For lymph node staging in LACC, PAL after a PET-CT as compared with PET-CT staging alone, had no significant impact on OS or RFS.

For lymph node staging in LACC, PAL after a PET-CT as compared with PET-CT staging alone, had no significant impact on OS or RFS.

Analyze knowledge and practices of general practitioners concerning the screening and treatment of endometriosis in primary care.

Observational study carried out with general practitioners in a healthcare area using an anonymous online questionnaire about symptoms, screening and their management of endometriosis. Responses were analyzed according to the general practitioners' sex, age and practice in gynecology.
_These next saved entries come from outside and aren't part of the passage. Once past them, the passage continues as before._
//! # Calculation Records
//!
//! The sole persisted entity and the field sets used to create and
//! replace one.

use chrono::{DateTime, Utc};
use serde::{Deserialize, Serialize};

use crate::arithmetic::Operation;

/// A persisted description of one completed calculation.
///
/// `id` and `timestamp` are assigned by the store at insert and never
/// change afterwards. `number2` is `None` exactly for square-root.
#[derive(Debug, Clone, PartialEq, Serialize, Deserialize)]
pub struct CalculationRecord {
    /// Store-assigned unique identifier, immutable after creation
    pub id: String,
    /// One of the enumerated operation names
    pub operation: Operation,
    /// First operand
    pub number1: f64,
    /// Second operand; absent for square-root
    pub number2: Option<f64>,
    /// Computed outcome at creation time; replaced verbatim on update
    pub result: f64,
    /// Creation time, defaulted by the store at insert
    pub timestamp: DateTime<Utc>,
}

/// The caller-supplied fields of a record.
///
/// Used both to create a record (the store assigns id and timestamp) and
/// to replace the mutable fields of an existing one (full replace, no
/// recomputation of `result`).
#[derive(Debug, Clone, PartialEq)]
pub struct CalculationDraft {
    pub operation: Operation,
    pub number1: f64,
    pub number2: Option<f64>,
    pub result: f64,
}

impl CalculationDraft {
    pub fn new(operation: Operation, number1: f64, number2: Option<f64>, result: f64) -> Self {
        Self {
            operation,
            number1,
            number2,
            result,
        }
    }
}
Sixty-nine general practitioners (69/458; 15.1%) responded. Women (18.4% vs. Selleck GPR84 antagonist 8 9.7% P=0.02), between 40 and 59 years old (26.5% vs. 0; P<0.01), with additional training in gynecology (27.2% vs. 3.0%; P<0.01) had significant activity in gynecology. Typical symptoms of endometriosis were experienced by 76.8% general practitioners, but only 36% "often" or "always" referred to endometriosis when faced with these symptoms. Additional training in gynecology, mostly carried out by women, between 40 and 59 years old, had a positive impact on the evocation of endometriosis in the face of these symptoms.